(INSTRUCTIONS FOR THE TASK) Lines outside the range are not wanted. Give again exactly the lines between the line holding "pub async fn" and the line holding "to build HTTP", inclusive, from the listing below.

(MATERIAL TO PROCESS)
//! Top-level run: credential, fetch and enrich, write, summarize.

use std::path::PathBuf;

use anyhow::{Context, Result};
use tracing::info;

use crate::api::ApiClient;
use crate::auth::{self, load_api_key};
use crate::config::Config;
use crate::pipeline::{self, Enrichment};
use crate::report;

/// What a completed run produced.
#[derive(Debug)]
pub struct RunSummary {
    pub output_path: PathBuf,
    pub enrichment: Enrichment,
}

/// Execute one full run.
///
/// The API key is loaded before any request is made; if it cannot be read the
/// returned error wraps a [`auth::CredentialError`] and no output is written.
pub async fn run(config: &Config) -> Result<RunSummary> {
    let key_path = match &config.api_key_path {
        Some(path) => path.clone(),
        None => auth::default_key_path()?,
    };
    let api_key = load_api_key(&key_path)?;

    let client = ApiClient::new(config, api_key).context("Failed to build HTTP client")?;
    let enrichment = pipeline::run(&client, config.person_fetch_limit).await;

    report::write_records(&config.output_path, &enrichment.records)?;
    info!(
        path = %config.output_path.display(),
        count = enrichment.records.len(),
        "Run complete"
    );

    Ok(RunSummary {
        output_path: config.output_path.clone(),
        enrichment,
    })
}

#[cfg(test)]
mod tests {
    use super::*;
    use crate::auth::CredentialError;
    use crate::models::MapRecord;
    use serde_json::json;
    use wiremock::matchers::{method, path};
    use wiremock::{Mock, MockServer, ResponseTemplate};

    #[tokio::test]
    async fn test_missing_credential_aborts_before_network() {
        let server = MockServer::start().await;
        Mock::given(method("POST"))
            .respond_with(ResponseTemplate::new(200).set_body_json(json!({"data": []})))
            .expect(0)
            .mount(&server)
            .await;

        let dir = tempfile::tempdir().expect("create temp dir");
        let output = dir.path().join("plants.json");
        let config = Config {
            api_base_url: server.uri(),
            api_key_path: Some(dir.path().join("missing_key")),
            output_path: output.clone(),
            ..Config::default()
        };

        let err = run(&config).await.unwrap_err();
        assert!(matches!(
            err.downcast_ref::<CredentialError>(),
            Some(CredentialError::Missing(_))
        ));
        assert!(!output.exists());
    }

    #[tokio::test]
    async fn test_run_writes_output() {
        let server = MockServer::start().await;
        Mock::given(method("POST"))
            .and(path("/objects/plants/records/query"))
            .respond_with(ResponseTemplate::new(200).set_body_json(json!({
                "data": [{"id": {"record_id": "plant-1"}, "values": {
                    "name": [{"value": "Acme Plant"}],
                    "city": [{"value": "Mobile"}]
                }}]
            })))
            .mount(&server)
            .await;
        Mock::given(method("POST"))
            .and(path(format!("/lists/{}/entries/query", Config::default().pipeline_list_id)))
            .respond_with(ResponseTemplate::new(200).set_body_json(json!({"data": []})))
            .mount(&server)
            .await;

        let dir = tempfile::tempdir().expect("create temp dir");
        let key_path = dir.path().join("api_key");
        std::fs::write(&key_path, "test-key\n").expect("write key");
        let config = Config {
            api_base_url: server.uri(),
            api_key_path: Some(key_path),
            output_path: dir.path().join("plants.json"),
            ..Config::default()
        };

        let summary = run(&config).await.expect("run");
        assert_eq!(summary.enrichment.records.len(), 1);

        let first = std::fs::read(&config.output_path).expect("read output");
        let written: Vec<MapRecord> = serde_json::from_slice(&first).expect("parse output");
        assert_eq!(written, summary.enrichment.records);
        assert_eq!(written[0].stage, "Not in Pipeline");

        // Unchanged backend gives byte-identical output
        run(&config).await.expect("second run");
        let second = std::fs::read(&config.output_path).expect("read output");
        assert_eq!(first, second);
    }
}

(REPLY)
pub async fn run(config: &Config) -> Result<RunSummary> {
    let key_path = match &config.api_key_path {
        Some(path) => path.clone(),
        None => auth::default_key_path()?,
    };
    let api_key = load_api_key(&key_path)?;

    let client = ApiClient::new(config, api_key).context("Failed to build HTTP client")?;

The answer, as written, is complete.